In appearance the Tarahumari savage is, I think, a little above the average height of our own Indians in the Southwest. They are well built, and very muscular, while the skin of the cave and cliff dweller is of the darkest hue of any American native I have ever seen, being almost a mixture of the Guinea negro with the average copper-colored aborigine that we are so accustomed to see in the western parts of the United States. The civilized Tarahumaris are generally noticeably lighter in hue. The Mayos and Yaquis on the west, the Apaches to the north, the Tepehuanes to the south, and the Comanches to the east are lighter in their complexions than the cave- and cliff-dwelling Tarahumaris, although they live in much warmer climates than the latter. There is every opportunity to inspect the skin of the savage Tarahumari, as they wear only a breechclout and a pair of rawhide sandals; and if it be a little chilly—as it always is at evening, at night time, and morning on the elevated plateau land or mountainous regions of Mexico—they may add a serape of mountain goat's wool over their naked shoulders. Their faces generally wear a mild, pleasing expression, and their women are not bad-looking for savages, although the older women break rapidly in appearance after passing thirty to thirty-five years, as nearly as I could judge their ages. The savage branch of the Tarahumaris is of course the more interesting as the most nearly representing our own Indians of fifty to one hundred years ago, or before white men came among them. The civilized are not unlike those we have cultivating the soil in a rude way around the western agencies; although those of Mexico have no governmental aid such as we so often and so lavishly pour into the laps of our copper-colored brethren of the North.

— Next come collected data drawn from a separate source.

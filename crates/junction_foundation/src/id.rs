//! Row identifiers.

use std::fmt;

#[cfg(feature = "serde")]
use serde::{Deserialize, Serialize};

/// Identifier of a row within a single table.
///
/// Identifiers are allocated monotonically starting at 1 and are never
/// reused, so ordering identifiers orders rows by insertion.
#[derive(Copy, Clone, Eq, PartialEq, Hash, PartialOrd, Ord)]
#[cfg_attr(feature = "serde", derive(Serialize, Deserialize))]
pub struct RowId(u64);

impl RowId {
    /// The first identifier a table hands out.
    pub const FIRST: RowId = RowId(1);

    /// Creates a row ID from its raw value.
    #[must_use]
    pub const fn new(raw: u64) -> Self {
        Self(raw)
    }

    /// Returns the raw integer value.
    #[must_use]
    pub const fn get(self) -> u64 {
        self.0
    }

    /// Returns the identifier that follows this one.
    #[must_use]
    pub const fn next(self) -> Self {
        Self(self.0 + 1)
    }
}

impl fmt::Debug for RowId {
    fn fmt(&self, f: &mut fmt::Formatter<'_>) -> fmt::Result {
        write!(f, "RowId({})", self.0)
    }
}

impl fmt::Display for RowId {
    fn fmt(&self, f: &mut fmt::Formatter<'_>) -> fmt::Result {
        write!(f, "{}", self.0)
    }
}

impl From<u64> for RowId {
    fn from(raw: u64) -> Self {
        Self(raw)
    }
}
//! Tables, association schemas, and the immutable store for Junction.
//!
//! This crate provides:
//! - [`AssociationSchema`] - How clients and cars are linked and what each link carries
//! - [`Table`] - Schema-checked row storage with monotonic identifiers
//! - [`AssociationIndex`] - Bidirectional navigation between clients and cars
//! - [`Client`], [`Car`], [`ClientCar`] - Typed records mapped to rows
//! - [`Store`] - Immutable snapshot with structural sharing

#![warn(missing_docs)]
#![warn(clippy::all)]
#![warn(clippy::pedantic)]

pub mod catalog;
pub mod index;
pub mod record;
pub mod row;
pub mod schema;
pub mod store;
pub mod table;

pub use index::AssociationIndex;
pub use record::{AssociationId, Car, CarId, Client, ClientCar, ClientId, Record};
pub use row::{Attributes, Row};
pub use schema::{
    AssociationSchema, ColumnSchema, DefaultValue, ForeignKey, IS_RENTED, LinkStorage, OnDelete,
    RENTED_TIME, TableSchema,
};
pub use store::Store;
pub use table::Table;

The savage Tarahumari lives generally off all lines of communication, shunning even the mountain mule trails if he can. His abode is a cave in the mountain side or under the curving interior of some huge bowlder on the ground.
The Sierra Madre Mountains, where they live, are extremely picturesque in their rock formation, giving thousands of shapes I have never see elsewhere—battlements, towers, turrets, bastions, buttresses and flying buttresses, great arches and architraves, while everything from a camel to a saddle can be descried in the many projecting forms. It is natural that in such formation—a curious blending of limestone pierced by more recent upheavals of eruptive rock—many caves should be found, and also that the huge, irregular, granitic and gneissoid bowlders, left on the ground by the dissolving away of the softer limestone, should often lie so that their concavities could be taken advantage of by these earth-burrowing savages.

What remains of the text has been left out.